By Lauren WitheySofia Begum never imagined that she would be running her own poultry business. In 2000, the former housewife from northern Bangladesh was struggling to make ends meet for her family. She and her husband, a fisherman, were too poor to send their children to school. Like most of the families around them, the couple relied heavily on the local wetland to provide the protein and income necessary to sustain their daily lives. But degradation to the wetland from agricultural pollution, sediment from deforestation upstream, and overfishing had taken its toll in recent years. Fish harvests had fallen dramatically and the communities reliant on the wetlands had few other economic opportunities to fall back on.
Fortunately for Sofia, a new effort was just beginning in the area that aimed to help her community develop alternative income sources while restoring the wetlands under community management. The Managing of Aquatic Ecosystems through Community Husbandry (MACH) program was funded by the US Agency for International Development (USAID) and executed by four civil society organizations with the support of the Bangladeshi government.

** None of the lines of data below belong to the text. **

//! App instances.
//!
//! An app instance is a piece of state both channel owners agree on, updated
//! by signed `setState` commitments and removed by an uninstall. Its identity
//! hash is fixed at install time and never reassigned.

use sc_abi::{encode, encode_packed, Token};
use sc_crypto::{keccak256, Address, H256};
use serde::{Deserialize, Serialize};

use crate::error::MachineResult;
use crate::models::hex_bytes;

/// Asset an app distributes.
#[derive(Debug, Clone, Copy, PartialEq, Eq, Serialize, Deserialize)]
pub enum AssetType {
    Eth = 0,
    Erc20 = 1,
}

/// What an app may pay out when it is uninstalled.
#[derive(Debug, Clone, PartialEq, Eq, Serialize, Deserialize)]
#[serde(rename_all = "camelCase")]
pub struct Terms {
    pub asset_type: AssetType,
    /// Upper bound on the total payout.
    pub limit: u128,
    /// Token contract for ERC20 terms, zero for ETH.
    pub token: Address,
}

impl Terms {
    /// ETH terms capped at `limit`.
    pub fn eth(limit: u128) -> Self {
        Self {
            asset_type: AssetType::Eth,
            limit,
            token: Address::ZERO,
        }
    }

    /// `keccak256(abi.encode(assetType, limit, token))`
    pub fn hash(&self) -> MachineResult<H256> {
        let encoded = encode(&[
            Token::Uint8(self.asset_type as u8),
            Token::Uint(self.limit),
            Token::Address(self.token),
        ])?;
        Ok(keccak256(&encoded))
    }
}

/// The app definition contract and how its state and actions are encoded.
#[derive(Debug, Clone, PartialEq, Eq, Serialize, Deserialize)]
#[serde(rename_all = "camelCase")]
pub struct AppInterface {
    pub addr: Address,
    pub state_encoding: String,
    pub action_encoding: Option<String>,
}

/// Everything needed to install an app, before a sequence number is assigned.
#[derive(Debug, Clone, PartialEq, Eq, Serialize, Deserialize)]
#[serde(rename_all = "camelCase")]
pub struct AppProposal {
    pub app_interface: AppInterface,
    pub terms: Terms,
    pub default_timeout: u64,
    #[serde(with = "hex_bytes")]
    pub initial_state: Vec<u8>,
}

/// The tuple that identifies an app on chain.
#[derive(Debug, Clone, PartialEq, Eq)]
pub struct AppIdentity {
    pub owner: Address,
    pub signing_keys: Vec<Address>,
    pub app_definition: Address,
    pub terms_hash: H256,
    pub default_timeout: u64,
    pub app_seq_no: u64,
}

impl AppIdentity {
    fn members(&self) -> Vec<Token> {
        vec![
            Token::Address(self.owner),
            Token::addresses(&self.signing_keys),
            Token::Address(self.app_definition),
            Token::Bytes32(self.terms_hash),
            Token::Uint(u128::from(self.default_timeout)),
            Token::Uint(u128::from(self.app_seq_no)),
        ]
    }

    /// ABI tuple form, as passed to the app registry.
    pub fn to_token(&self) -> Token {
        Token::Tuple(self.members())
    }

    /// `keccak256(abi.encode(owner, signingKeys, appDefinition, termsHash, defaultTimeout, appSeqNo))`
    pub fn hash(&self) -> MachineResult<H256> {
        Ok(keccak256(&encode(&self.members())?))
    }
}

/// Key under which the nonce registry records that the app at `app_seq_no`
/// was uninstalled.
///
/// `keccak256(abi.encodePacked(multisig, uint256(0), keccak256(abi.encodePacked(uint256(appSeqNo)))))`
pub fn uninstall_key(multisig_address: Address, app_seq_no: u64) -> MachineResult<H256> {
    let salt = keccak256(&encode_packed(&[Token::Uint(u128::from(app_seq_no))])?);
    let packed = encode_packed(&[
        Token::Address(multisig_address),
        Token::Uint(0),
        Token::Bytes32(salt),
    ])?;
    Ok(keccak256(&packed))
}

/// An installed app.
#[derive(Debug, Clone, PartialEq, Eq, Serialize, Deserialize)]
#[serde(rename_all = "camelCase")]
pub struct AppInstance {
    /// Multisig of the channel the app lives in.
    pub multisig_address: Address,
    /// Addresses whose signatures update the app, sorted ascending.
    pub signing_keys: Vec<Address>,
    pub default_timeout: u64,
    pub app_interface: AppInterface,
    pub terms: Terms,
    pub is_virtual_app: bool,
    pub app_seq_no: u64,
    pub root_nonce_value: u64,
    #[serde(with = "hex_bytes")]
    pub latest_state: Vec<u8>,
    pub latest_nonce: u64,
    pub latest_timeout: u64,
}

impl AppInstance {
    /// Instantiate a proposal at `app_seq_no` in the channel at `multisig_address`.
    pub fn from_proposal(
        proposal: &AppProposal,
        multisig_address: Address,
        mut signing_keys: Vec<Address>,
        app_seq_no: u64,
        root_nonce_value: u64,
        is_virtual_app: bool,
    ) -> Self {
        signing_keys.sort();
        Self {
            multisig_address,
            signing_keys,
            default_timeout: proposal.default_timeout,
            app_interface: proposal.app_interface.clone(),
            terms: proposal.terms.clone(),
            is_virtual_app,
            app_seq_no,
            root_nonce_value,
            latest_state: proposal.initial_state.clone(),
            latest_nonce: 0,
            latest_timeout: proposal.default_timeout,
        }
    }

    pub fn identity(&self) -> MachineResult<AppIdentity> {
        Ok(AppIdentity {
            owner: self.multisig_address,
            signing_keys: self.signing_keys.clone(),
            app_definition: self.app_interface.addr,
            terms_hash: self.terms.hash()?,
            default_timeout: self.default_timeout,
            app_seq_no: self.app_seq_no,
        })
    }

    /// The identity hash, the app's permanent id.
    pub fn identity_hash(&self) -> MachineResult<H256> {
        self.identity()?.hash()
    }

    pub fn hash_of_latest_state(&self) -> H256 {
        keccak256(&self.latest_state)
    }

    /// Nonce-registry key marking this app uninstalled.
    pub fn uninstall_key(&self) -> MachineResult<H256> {
        uninstall_key(self.multisig_address, self.app_seq_no)
    }

    /// A copy with `state` as the latest state and the nonce advanced by one.
    pub fn set_state(&self, state: Vec<u8>, timeout: Option<u64>) -> Self {
        Self {
            latest_state: state,
            latest_nonce: self.latest_nonce + 1,
            latest_timeout: timeout.unwrap_or(self.default_timeout),
            ..self.clone()
        }
    }

    /// A copy frozen at `nonce_expiry`; no later update can supersede it.
    pub fn lock_state(&self, nonce_expiry: u64) -> Self {
        Self {
            latest_nonce: nonce_expiry,
            ..self.clone()
        }
    }
}

#[cfg(test)]
pub(crate) mod tests {
    use super::*;

    pub(crate) fn sample_proposal() -> AppProposal {
        AppProposal {
            app_interface: AppInterface {
                addr: Address([0x42; 20]),
                state_encoding: "tuple(uint256 counter)".to_string(),
                action_encoding: Some("tuple(uint256 increment)".to_string()),
            },
            terms: Terms::eth(4),
            default_timeout: 100,
            initial_state: encode(&[Token::Uint(0)]).unwrap(),
        }
    }

    fn sample_app() -> AppInstance {
        AppInstance::from_proposal(
            &sample_proposal(),
            Address([0x01; 20]),
            vec![Address([0x03; 20]), Address([0x02; 20])],
            2,
            0,
            false,
        )
    }

    #[test]
    fn test_signing_keys_sorted() {
        let app = sample_app();
        assert!(app.signing_keys[0] < app.signing_keys[1]);
    }

    #[test]
    fn test_identity_hash_depends_on_seq_no() {
        let a = sample_app();
        let mut b = sample_app();
        b.app_seq_no = 3;
        assert_ne!(a.identity_hash().unwrap(), b.identity_hash().unwrap());
        assert_eq!(a.identity_hash().unwrap(), sample_app().identity_hash().unwrap());
    }

    #[test]
    fn test_identity_hash_stable_across_updates() {
        let app = sample_app();
        let updated = app.set_state(vec![1, 2, 3], None);
        assert_eq!(updated.latest_nonce, 1);
        assert_eq!(app.latest_nonce, 0);
        assert_eq!(app.identity_hash().unwrap(), updated.identity_hash().unwrap());
    }

    #[test]
    fn test_lock_state() {
        let locked = sample_app().lock_state(65_536);
        assert_eq!(locked.latest_nonce, 65_536);
    }

    #[test]
    fn test_uninstall_key_varies_with_seq_no() {
        let multisig = Address([9; 20]);
        assert_ne!(
            uninstall_key(multisig, 1).unwrap(),
            uninstall_key(multisig, 2).unwrap()
        );
    }

    #[test]
    fn test_json_roundtrip() {
        let app = sample_app();
        let json = serde_json::to_string(&app).unwrap();
        assert!(json.contains("latestState"));
        let parsed: AppInstance = serde_json::from_str(&json).unwrap();
        assert_eq!(parsed, app);
    }
}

Communities across northern Bangladesh created two types of groups to carry out this process: Resource Management Organizations (RMOs) designed and implemented wetland management plans to aid the wetlands’ recovery, while Resource User Groups (RUGs) served as training and financing mechanisms to develop alternative income sources. Specialty vegetable farms, fruit orchards, livestock-rearing operations, energy and clothing businesses, small stores are just a few of the fruits of the RUG’s efforts in MACH communities.
Sofia’s egg operation, launched in 2003, is another result-as is her husband’s furniture-making business. Both were made possible by the loans, training, and information exchanges provided through their RUG.

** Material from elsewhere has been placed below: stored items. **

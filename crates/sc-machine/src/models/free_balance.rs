//! The ETH free balance.
//!
//! A two-party bucket app whose state records how much of the multisig's
//! funds each owner has not yet committed to an app.

use sc_abi::{encode, AbiReader, Token};
use sc_crypto::Address;
use serde::{Deserialize, Serialize};

use crate::error::{MachineError, MachineResult};

/// State encoding of the free balance app.
pub const FREE_BALANCE_STATE_ENCODING: &str =
    "tuple(address alice, address bob, uint256 aliceBalance, uint256 bobBalance)";

/// Balances of the two owners. `alice` is always the lower owner address.
#[derive(Debug, Clone, PartialEq, Eq, Serialize, Deserialize)]
#[serde(rename_all = "camelCase")]
pub struct FreeBalanceState {
    pub alice: Address,
    pub bob: Address,
    pub alice_balance: u128,
    pub bob_balance: u128,
}

impl FreeBalanceState {
    /// A zero balance between two owners, ordered.
    pub fn zero(a: Address, b: Address) -> Self {
        let (alice, bob) = if a <= b { (a, b) } else { (b, a) };
        Self {
            alice,
            bob,
            alice_balance: 0,
            bob_balance: 0,
        }
    }

    pub fn encode(&self) -> MachineResult<Vec<u8>> {
        Ok(encode(&[
            Token::Address(self.alice),
            Token::Address(self.bob),
            Token::Uint(self.alice_balance),
            Token::Uint(self.bob_balance),
        ])?)
    }

    pub fn decode(data: &[u8]) -> MachineResult<Self> {
        let mut reader = AbiReader::new(data);
        Ok(Self {
            alice: reader.read_address()?,
            bob: reader.read_address()?,
            alice_balance: reader.read_uint()?,
            bob_balance: reader.read_uint()?,
        })
    }

    /// Sum of both balances.
    pub fn total(&self) -> MachineResult<u128> {
        self.alice_balance
            .checked_add(self.bob_balance)
            .ok_or(MachineError::BalanceOverflow)
    }

    /// Balance of `owner`.
    pub fn balance_of(&self, owner: &Address) -> MachineResult<u128> {
        if *owner == self.alice {
            Ok(self.alice_balance)
        } else if *owner == self.bob {
            Ok(self.bob_balance)
        } else {
            Err(MachineError::NotAnOwner(*owner))
        }
    }

    /// Debit both owners, failing if either would go negative.
    pub fn decrement(&self, alice: u128, bob: u128) -> MachineResult<Self> {
        let debit = |owner: Address, available: u128, required: u128| {
            available
                .checked_sub(required)
                .ok_or(MachineError::InsufficientFunds {
                    owner,
                    available,
                    required,
                })
        };
        Ok(Self {
            alice_balance: debit(self.alice, self.alice_balance, alice)?,
            bob_balance: debit(self.bob, self.bob_balance, bob)?,
            ..self.clone()
        })
    }

    /// Credit both owners.
    pub fn increment(&self, alice: u128, bob: u128) -> MachineResult<Self> {
        Ok(Self {
            alice_balance: self
                .alice_balance
                .checked_add(alice)
                .ok_or(MachineError::BalanceOverflow)?,
            bob_balance: self
                .bob_balance
                .checked_add(bob)
                .ok_or(MachineError::BalanceOverflow)?,
            ..self.clone()
        })
    }
}

#[cfg(test)]
mod tests {
    use super::*;

    fn state() -> FreeBalanceState {
        FreeBalanceState {
            alice: Address([1; 20]),
            bob: Address([2; 20]),
            alice_balance: 10,
            bob_balance: 5,
        }
    }

    #[test]
    fn test_zero_orders_owners() {
        let fb = FreeBalanceState::zero(Address([9; 20]), Address([3; 20]));
        assert_eq!(fb.alice, Address([3; 20]));
        assert_eq!(fb.total().unwrap(), 0);
    }

    #[test]
    fn test_encode_decode() {
        let fb = state();
        let encoded = fb.encode().unwrap();
        assert_eq!(encoded.len(), 128);
        assert_eq!(FreeBalanceState::decode(&encoded).unwrap(), fb);
    }

    #[test]
    fn test_decrement_insufficient() {
        let err = state().decrement(11, 0).unwrap_err();
        assert!(matches!(
            err,
            MachineError::InsufficientFunds {
                available: 10,
                required: 11,
                ..
            }
        ));
    }

    #[test]
    fn test_decrement_then_increment_conserves() {
        let fb = state();
        let after = fb.decrement(4, 4).unwrap().increment(3, 5).unwrap();
        assert_eq!(after.total().unwrap(), fb.total().unwrap());
        assert_eq!(after.alice_balance, 9);
        assert_eq!(after.bob_balance, 6);
    }

    #[test]
    fn test_balance_of_stranger() {
        assert!(state().balance_of(&Address([7; 20])).is_err());
    }
}
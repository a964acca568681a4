//! Setup: install the free balance of a fresh channel.

use crate::error::MachineResult;
use crate::ethereum::SetupCommitment;
use crate::executor::{CommitmentSlot, Context, StepOutput};
use crate::models::StateChannel;
use crate::protocol::validator::{
    respond_signature_seq2, send_signature_seq1, verify_initiator_signature, verify_responder_signature,
};
use crate::protocol::ProtocolStep::{self, *};

pub const INITIATOR: &[ProtocolStep] = &[
    Compute(propose),
    Sign,
    Compute(send_signature_seq1),
    SendAndWait { seq: 2 },
    Compute(verify_responder_signature),
    Commit,
];

pub const RESPONDER: &[ProtocolStep] = &[
    Compute(propose),
    Compute(verify_initiator_signature),
    Sign,
    Compute(respond_signature_seq2),
    Send,
    Commit,
];

/// Free balance at zero for both owners, funded later by deposits.
fn propose(ctx: &Context) -> MachineResult<StepOutput> {
    let params = ctx.params().as_setup()?;
    let timeout = ctx.config.free_balance_default_timeout;
    let channel = match ctx.state_channels.get(&params.multisig_address) {
        Some(existing) => existing.setup(&ctx.network, timeout)?,
        None => StateChannel::setup_channel(
            &ctx.network,
            params.multisig_address,
            &[params.initiating_xpub, params.responding_xpub],
            timeout,
        )?,
    };
    let commitment = SetupCommitment::new(
        &ctx.network,
        params.multisig_address,
        channel.multisig_owners(),
        channel.free_balance()?,
    )?;
    Ok(StepOutput::new()
        .with_commitment(CommitmentSlot::local(commitment, 0))
        .with_channel(channel))
}
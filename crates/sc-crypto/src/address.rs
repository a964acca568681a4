//! Ethereum addresses and 32-byte hashes.
//!
//! An address is the last 20 bytes of the Keccak-256 hash of an uncompressed
//! secp256k1 public key (without the `0x04` prefix byte). Both [`Address`] and
//! [`H256`] render as lowercase `0x`-prefixed hex and order by their raw
//! bytes, which is the same order as their lowercase hex strings.

use std::fmt;
use std::str::FromStr;

use secp256k1::PublicKey;
use serde::{Deserialize, Deserializer, Serialize, Serializer};

use crate::keccak::keccak256;

/// Error returned when parsing a hex address or hash fails.
#[derive(Debug, Clone, PartialEq, Eq, thiserror::Error)]
pub enum ParseHexError {
    /// The string is not valid hex.
    #[error("Invalid hex: {0}")]
    InvalidHex(String),

    /// The decoded value has the wrong length.
    #[error("Invalid length: expected {expected} bytes, got {actual}")]
    InvalidLength { expected: usize, actual: usize },
}

fn decode_fixed<const N: usize>(s: &str) -> Result<[u8; N], ParseHexError> {
    let stripped = s.strip_prefix("0x").unwrap_or(s);
    let bytes = hex::decode(stripped).map_err(|e| ParseHexError::InvalidHex(e.to_string()))?;
    if bytes.len() != N {
        return Err(ParseHexError::InvalidLength {
            expected: N,
            actual: bytes.len(),
        });
    }
    let mut out = [0u8; N];
    out.copy_from_slice(&bytes);
    Ok(out)
}

/// A 20-byte Ethereum address.
#[derive(Clone, Copy, Default, PartialEq, Eq, Hash, PartialOrd, Ord)]
pub struct Address(pub [u8; 20]);

impl Address {
    /// The zero address, used for "no token" (ETH) in terms.
    pub const ZERO: Address = Address([0u8; 20]);

    /// Build an address from a slice, which must be exactly 20 bytes.
    pub fn from_slice(bytes: &[u8]) -> Result<Self, ParseHexError> {
        if bytes.len() != 20 {
            return Err(ParseHexError::InvalidLength {
                expected: 20,
                actual: bytes.len(),
            });
        }
        let mut out = [0u8; 20];
        out.copy_from_slice(bytes);
        Ok(Self(out))
    }

    pub fn as_bytes(&self) -> &[u8; 20] {
        &self.0
    }

    /// Left-pad the address into a 32-byte ABI word.
    pub fn to_word(&self) -> [u8; 32] {
        let mut word = [0u8; 32];
        word[12..].copy_from_slice(&self.0);
        word
    }
}

impl fmt::Display for Address {
    fn fmt(&self, f: &mut fmt::Formatter<'_>) -> fmt::Result {
        write!(f, "0x{}", hex::encode(self.0))
    }
}

impl fmt::Debug for Address {
    fn fmt(&self, f: &mut fmt::Formatter<'_>) -> fmt::Result {
        write!(f, "Address({})", self)
    }
}

impl FromStr for Address {
    type Err = ParseHexError;

    fn from_str(s: &str) -> Result<Self, Self::Err> {
        decode_fixed::<20>(s).map(Self)
    }
}

impl Serialize for Address {
    fn serialize<S: Serializer>(&self, serializer: S) -> Result<S::Ok, S::Error> {
        serializer.serialize_str(&self.to_string())
    }
}

impl<'de> Deserialize<'de> for Address {
    fn deserialize<D: Deserializer<'de>>(deserializer: D) -> Result<Self, D::Error> {
        let s = String::deserialize(deserializer)?;
        s.parse().map_err(serde::de::Error::custom)
    }
}

/// A 32-byte hash (commitment digests, identity hashes, storage slots).
#[derive(Clone, Copy, Default, PartialEq, Eq, Hash, PartialOrd, Ord)]
pub struct H256(pub [u8; 32]);

impl H256 {
    pub const ZERO: H256 = H256([0u8; 32]);

    pub fn as_bytes(&self) -> &[u8; 32] {
        &self.0
    }
}

impl fmt::Display for H256 {
    fn fmt(&self, f: &mut fmt::Formatter<'_>) -> fmt::Result {
        write!(f, "0x{}", hex::encode(self.0))
    }
}

impl fmt::Debug for H256 {
    fn fmt(&self, f: &mut fmt::Formatter<'_>) -> fmt::Result {
        write!(f, "H256({})", self)
    }
}

impl FromStr for H256 {
    type Err = ParseHexError;

    fn from_str(s: &str) -> Result<Self, Self::Err> {
        decode_fixed::<32>(s).map(Self)
    }
}

impl From<[u8; 32]> for H256 {
    fn from(bytes: [u8; 32]) -> Self {
        Self(bytes)
    }
}

impl Serialize for H256 {
    fn serialize<S: Serializer>(&self, serializer: S) -> Result<S::Ok, S::Error> {
        serializer.serialize_str(&self.to_string())
    }
}

impl<'de> Deserialize<'de> for H256 {
    fn deserialize<D: Deserializer<'de>>(deserializer: D) -> Result<Self, D::Error> {
        let s = String::deserialize(deserializer)?;
        s.parse().map_err(serde::de::Error::custom)
    }
}

/// Derive the Ethereum address of a secp256k1 public key.
///
/// The address is `keccak256(uncompressed_pubkey[1..])[12..]`.
pub fn address_from_public_key(public_key: &PublicKey) -> Address {
    let uncompressed = public_key.serialize_uncompressed();
    let hash = keccak256(&uncompressed[1..]);
    let mut out = [0u8; 20];
    out.copy_from_slice(&hash.0[12..]);
    Address(out)
}

/// Sort addresses ascending, the canonical order for multisig owners and
/// app signing keys.
pub fn sort_addresses(addresses: &mut [Address]) {
    addresses.sort();
}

At the same time that the wetland communities were diversifying their economic options, the waters began recovering under the watchful eyes of the RMOs – fish and other wildlife have returned, and the wetland can carry out its critical ecosystem services, including as a filter for the watershed. Sofia and her husband now make enough to send her children to school and her community has fish to eat again-though they do not need to rely on this delicate resource as much thanks to the new egg and livestock businesses.
The newly-released 2008 World Resources Report, Roots of Resilience: Growing the Wealth of the Poor, builds on millions of stories like Sofia’s. They are stories from among the 2 million rural poor, stories of those who have learned to harness and harmonize the power of nature and enterprise to overcome many of the burdens of poverty. When the rural poor have the proper incentives to sustainably manage the natural resources around them, and when they have the skills to carry out this management and create enterprise within the management guidelines, they become better-off. They can feed their families more consistently and send their children to school, as Sofia has done.
Most critically, however, efforts like that in Bangladesh build resilience among communities-they create diverse economic opportunities, enhance the capacity for community members to work together toward a common goal, and make the surrounding ecosystems stronger. All of these types of resilience help rural communities to cope with shocks-and shocks, such as in the form of extreme weather events or higher food and oil prices, are more likely under the shadow of climate change and shifts within the growing and ever-more interconnected global economy.
How do stories like Sofia’s become common-place among the 2 billion rural poor? Scaling up is critical, and government, civil society, and the private sector all have roles to play in this regard. World Resources 2008 details this process. It emphasizes the central place of government in spreading success and providing a sound enabling environment for rural resource management and enterprise. The book also suggests that banking, insurance, and new technologies will be important for building and sustaining these rural enterprises.
As with microfinance customers, many of these small nature-based enterprise owners will not become wealthy, though they may have more money. The most important outcome in this process is the security that they are building for themselves in what tends to be a world of vulnerability and change. This security-and accompanying resilience-is a crucial step on a pathway of sustainable and equitable global growth. Private companies must collaborate with donors, civil society, and government to take this step: World Resources 2008 provides direction for making this work.